# [Brief]
In the data that follows, count the lines where "PolarsResult" appears, and write only the number.

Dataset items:
::::::::::

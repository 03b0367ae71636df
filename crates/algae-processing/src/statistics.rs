//! Descriptive statistics over biomass columns.

use crate::types::BiomassStats;
use polars::prelude::*;

/// Compute min/max/mean/median/std for a set of biomass values.
///
/// Returns `Ok(None)` for an empty slice.
pub fn biomass_stats(values: &[f64]) -> PolarsResult<Option<BiomassStats>> {
    if values.is_empty() {
        return Ok(None);
    }

    let series = Series::new("biomass".into(), values);
    let min = series.min::<f64>()?.unwrap_or(f64::NAN);
    let max = series.max::<f64>()?.unwrap_or(f64::NAN);
    let mean = series.mean().unwrap_or(f64::NAN);
    let median = series.median().unwrap_or(f64::NAN);
    let std = calculate_std(&series)?;

    Ok(Some(BiomassStats {
        count: values.len(),
        min,
        max,
        mean,
        median,
        std,
    }))
}

/// Calculate the sample standard deviation of a float series.
pub(crate) fn calculate_std(series: &Series) -> PolarsResult<f64> {
    let mean = series.mean().unwrap_or(0.0);
    let n = series.len() as f64;

    if n <= 1.0 {
        return Ok(0.0);
    }

    let float_series = series.f64()?;
    let variance: f64 = float_series
        .into_iter()
        .filter_map(|v| v.map(|val| (val - mean).powi(2)))
        .sum::<f64>()
        / (n - 1.0);

    Ok(variance.sqrt())
}
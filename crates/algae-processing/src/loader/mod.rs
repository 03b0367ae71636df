//! Dataset loading.
//!
//! Turns a tabular source (CSV file, reader or polars `DataFrame`) into a
//! [`Dataset`] of typed [`Observation`]s. Every cell is read as text and
//! converted here, so that spreadsheet artifacts (error markers, day-first
//! dates, numbers stored as text) are handled in one place.
//!
//! Rows are checked in this order, and each dropped row is counted once in
//! the [`LoadReport`]:
//!
//! 1. site, species, biomass, temperature and the four nutrient bounds must
//!    all be present (`dropped_missing`);
//! 2. the date must parse (`dropped_bad_date`);
//! 3. biomass must be strictly positive (`dropped_non_positive`);
//! 4. the nutrient bounds must not be negative (`dropped_negative_nutrient`).

mod columns;

pub use columns::{ColumnMap, Field};

use crate::dataset::Dataset;
use crate::error::{ProcessingError, Result};
use crate::types::{LoadReport, Month, Observation, Season};
use crate::utils::{parse_date_cell, parse_integer_cell, parse_numeric_cell};
use chrono::Datelike;
use polars::prelude::*;
use std::io::{Cursor, Read};
use std::path::Path;
use tracing::{debug, info, warn};

/// Loads observation tables into a [`Dataset`].
///
/// The loader holds no state; loading the same source twice yields equal
/// datasets.
#[derive(Debug, Clone, Copy, Default)]
pub struct DatasetLoader;

impl DatasetLoader {
    pub fn new() -> Self {
        Self
    }

    /// Load a CSV file with a header row.
    pub fn load_csv(&self, path: impl AsRef<Path>) -> Result<Dataset> {
        let path = path.as_ref();
        info!("Loading observations from {}", path.display());
        let bytes = std::fs::read(path)
            .map_err(|e| ProcessingError::Io(e).with_context(path.display().to_string()))?;
        self.load_bytes(bytes)
    }

    /// Load CSV content from any reader.
    pub fn load_reader<R: Read>(&self, mut reader: R) -> Result<Dataset> {
        let mut bytes = Vec::new();
        reader.read_to_end(&mut bytes)?;
        self.load_bytes(bytes)
    }

    /// Load observations from an already-built `DataFrame`.
    ///
    /// Columns of any dtype are accepted; they are cast to text and parsed
    /// with the same rules as CSV cells.
    pub fn from_dataframe(&self, df: &DataFrame) -> Result<Dataset> {
        let headers: Vec<String> = df
            .get_column_names()
            .into_iter()
            .map(|name| name.to_string())
            .collect();
        let map = ColumnMap::resolve(&headers)?;
        let table = RawTable::extract(df, &map)?;
        Ok(table.into_dataset())
    }

    fn load_bytes(&self, bytes: Vec<u8>) -> Result<Dataset> {
        let df = read_text_table(bytes)?;
        self.from_dataframe(&df)
    }
}

/// Parse CSV content into a `DataFrame` whose columns are all text.
pub(crate) fn read_text_table(bytes: Vec<u8>) -> Result<DataFrame> {
    if bytes.iter().all(u8::is_ascii_whitespace) {
        return Err(ProcessingError::DataFormat(
            "source is empty: no header row".to_string(),
        ));
    }

    let df = CsvReadOptions::default()
        .with_has_header(true)
        .with_infer_schema_length(Some(0))
        .with_parse_options(CsvParseOptions::default().with_quote_char(Some(b'"')))
        .into_reader_with_file_handle(Cursor::new(bytes))
        .finish()
        .map_err(|e| ProcessingError::DataFormat(format!("not a readable table: {e}")))?;

    debug!("Read table with {} rows and {} columns", df.height(), df.width());
    Ok(df)
}

// =============================================================================
// Row Conversion
// =============================================================================

/// Text cells of the resolved columns, one vector per field.
struct RawTable {
    height: usize,
    site: Vec<Option<String>>,
    date: Vec<Option<String>>,
    species: Vec<Option<String>>,
    biomass: Vec<Option<String>>,
    din_min: Vec<Option<String>>,
    din_max: Vec<Option<String>>,
    nt_min: Vec<Option<String>>,
    nt_max: Vec<Option<String>>,
    temperature: Vec<Option<String>>,
    season: Option<Vec<Option<String>>>,
    month: Option<Vec<Option<String>>>,
    year: Option<Vec<Option<String>>>,
}

impl RawTable {
    fn extract(df: &DataFrame, map: &ColumnMap) -> Result<Self> {
        let required = |field: Field| -> Result<Vec<Option<String>>> {
            text_cells(df, map.required(field)?)
        };
        let optional = |field: Field| -> Result<Option<Vec<Option<String>>>> {
            map.get(field).map(|name| text_cells(df, name)).transpose()
        };

        Ok(Self {
            height: df.height(),
            site: required(Field::Site)?,
            date: required(Field::Date)?,
            species: required(Field::Species)?,
            biomass: required(Field::Biomass)?,
            din_min: required(Field::DinMin)?,
            din_max: required(Field::DinMax)?,
            nt_min: required(Field::NtMin)?,
            nt_max: required(Field::NtMax)?,
            temperature: required(Field::Temperature)?,
            season: optional(Field::Season)?,
            month: optional(Field::Month)?,
            year: optional(Field::Year)?,
        })
    }

    fn into_dataset(self) -> Dataset {
        let mut report = LoadReport {
            rows_read: self.height,
            ..Default::default()
        };
        let mut observations = Vec::with_capacity(self.height);

        for row in 0..self.height {
            match self.convert_row(row) {
                RowOutcome::Kept(observation) => observations.push(*observation),
                RowOutcome::Missing => report.dropped_missing += 1,
                RowOutcome::BadDate => report.dropped_bad_date += 1,
                RowOutcome::NonPositive => report.dropped_non_positive += 1,
                RowOutcome::NegativeNutrient => report.dropped_negative_nutrient += 1,
            }
        }

        report.rows_kept = observations.len();
        let dropped = report.rows_read - report.rows_kept;
        if dropped > 0 {
            warn!(
                "Dropped {} of {} rows (missing: {}, bad date: {}, non-positive biomass: {}, negative nutrients: {})",
                dropped,
                report.rows_read,
                report.dropped_missing,
                report.dropped_bad_date,
                report.dropped_non_positive,
                report.dropped_negative_nutrient
            );
        }
        info!("Loaded {} observations", report.rows_kept);

        Dataset::new(observations, report)
    }

    fn convert_row(&self, row: usize) -> RowOutcome {
        let site = text(&self.site, row);
        let species = text(&self.species, row);
        let numbers = [
            &self.biomass,
            &self.temperature,
            &self.din_min,
            &self.din_max,
            &self.nt_min,
            &self.nt_max,
        ]
        .map(|column| text(column, row).and_then(parse_numeric_cell));

        let (Some(site), Some(species)) = (site, species) else {
            return RowOutcome::Missing;
        };
        let [
            Some(biomass),
            Some(temperature),
            Some(din_min),
            Some(din_max),
            Some(nt_min),
            Some(nt_max),
        ] = numbers
        else {
            return RowOutcome::Missing;
        };

        let Some(date) = text(&self.date, row).and_then(parse_date_cell) else {
            return RowOutcome::BadDate;
        };

        if biomass <= 0.0 {
            return RowOutcome::NonPositive;
        }
        if [din_min, din_max, nt_min, nt_max].iter().any(|v| *v < 0.0) {
            return RowOutcome::NegativeNutrient;
        }

        let month = optional_text(&self.month, row)
            .and_then(|cell| cell.parse::<Month>().ok())
            .unwrap_or_else(|| Month::of(date));
        let year = optional_text(&self.year, row)
            .and_then(parse_integer_cell)
            .unwrap_or_else(|| date.year());
        let season = optional_text(&self.season, row)
            .and_then(|cell| cell.parse::<Season>().ok())
            .unwrap_or_else(|| month.season());

        RowOutcome::Kept(Box::new(Observation {
            site: site.to_string(),
            date,
            month,
            year,
            season,
            species: species.to_string(),
            biomass,
            din_min,
            din_max,
            nt_min,
            nt_max,
            temperature,
        }))
    }
}

enum RowOutcome {
    Kept(Box<Observation>),
    Missing,
    BadDate,
    NonPositive,
    NegativeNutrient,
}

/// Trimmed, non-empty text of a cell.
fn text(column: &[Option<String>], row: usize) -> Option<&str> {
    column
        .get(row)
        .and_then(|cell| cell.as_deref())
        .map(str::trim)
        .filter(|cell| !cell.is_empty())
}

fn optional_text(column: &Option<Vec<Option<String>>>, row: usize) -> Option<&str> {
    column.as_deref().and_then(|cells| text(cells, row))
}

/// Read a column as text cells regardless of its dtype.
pub(crate) fn text_cells(df: &DataFrame, name: &str) -> Result<Vec<Option<String>>> {
    let series = df
        .column(name)?
        .as_materialized_series()
        .cast(&DataType::String)?;
    Ok(series
        .str()?
        .into_iter()
        .map(|cell| cell.map(str::to_string))
        .collect())
}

::::::::::

# [Exercise answer]
2